What is being asked
Using the data below, show every line where the word "modelled" occurs.

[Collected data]
-*-
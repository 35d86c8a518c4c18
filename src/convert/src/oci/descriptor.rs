//! Descriptors, image manifests, and index manifests.

use oci_spec::image::Platform;
use serde::{Deserialize, Serialize};
use serde_json::Value;
use std::collections::BTreeMap;

use super::digest::Digest;
use super::media_type::MediaType;

/// A reference to content by digest, size, and media type.
///
/// A missing `mediaType` reads as an empty [`MediaType::Unknown`] and is not
/// written back. Fields not modelled here (`data`, future additions) are kept
/// in `extra`.
#[derive(Debug, Clone, PartialEq, Serialize, Deserialize)]
#[serde(rename_all = "camelCase")]
pub struct Descriptor {
    #[serde(default = "unknown_media_type", skip_serializing_if = "is_unset")]
    pub media_type: MediaType,
    pub size: u64,
    pub digest: Digest,
    #[serde(default, skip_serializing_if = "Option::is_none")]
    pub urls: Option<Vec<String>>,
    #[serde(default, skip_serializing_if = "Option::is_none")]
    pub annotations: Option<BTreeMap<String, String>>,
    #[serde(default, skip_serializing_if = "Option::is_none")]
    pub platform: Option<Platform>,
    #[serde(default, skip_serializing_if = "Option::is_none")]
    pub artifact_type: Option<String>,
    #[serde(flatten)]
    pub extra: BTreeMap<String, Value>,
}

impl Descriptor {
    pub fn new(media_type: MediaType, size: u64, digest: Digest) -> Self {
        Self {
            media_type,
            size,
            digest,
            urls: None,
            annotations: None,
            platform: None,
            artifact_type: None,
            extra: BTreeMap::new(),
        }
    }
}

/// A single-platform image manifest.
#[derive(Debug, Clone, PartialEq, Serialize, Deserialize)]
#[serde(rename_all = "camelCase")]
pub struct Manifest {
    pub schema_version: u32,
    pub media_type: MediaType,
    pub config: Descriptor,
    pub layers: Vec<Descriptor>,
    #[serde(default, skip_serializing_if = "Option::is_none")]
    pub annotations: Option<BTreeMap<String, String>>,
}

impl Manifest {
    /// Serialized form; its sha256 is the image's digest.
    pub fn to_bytes(&self) -> serde_json::Result<Vec<u8>> {
        serde_json::to_vec(self)
    }
}

/// An image index or manifest list.
#[derive(Debug, Clone, PartialEq, Serialize, Deserialize)]
#[serde(rename_all = "camelCase")]
pub struct IndexManifest {
    pub schema_version: u32,
    #[serde(default = "unknown_media_type", skip_serializing_if = "is_unset")]
    pub media_type: MediaType,
    pub manifests: Vec<Descriptor>,
    #[serde(default, skip_serializing_if = "Option::is_none")]
    pub annotations: Option<BTreeMap<String, String>>,
    /// `subject`, `artifactType` and anything else not modelled above.
    #[serde(flatten)]
    pub extra: BTreeMap<String, Value>,
}

impl IndexManifest {
    pub fn new(media_type: MediaType, manifests: Vec<Descriptor>) -> Self {
        Self {
            schema_version: 2,
            media_type,
            manifests,
            annotations: None,
            extra: BTreeMap::new(),
        }
    }

    pub fn to_bytes(&self) -> serde_json::Result<Vec<u8>> {
        serde_json::to_vec(self)
    }
}

fn unknown_media_type() -> MediaType {
    MediaType::Unknown(String::new())
}

fn is_unset(media_type: &MediaType) -> bool {
    media_type.as_str().is_empty()
}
-*-
Finished exercise
/// written back. Fields not modelled here (`data`, future additions) are kept
    /// `subject`, `artifactType` and anything else not modelled above.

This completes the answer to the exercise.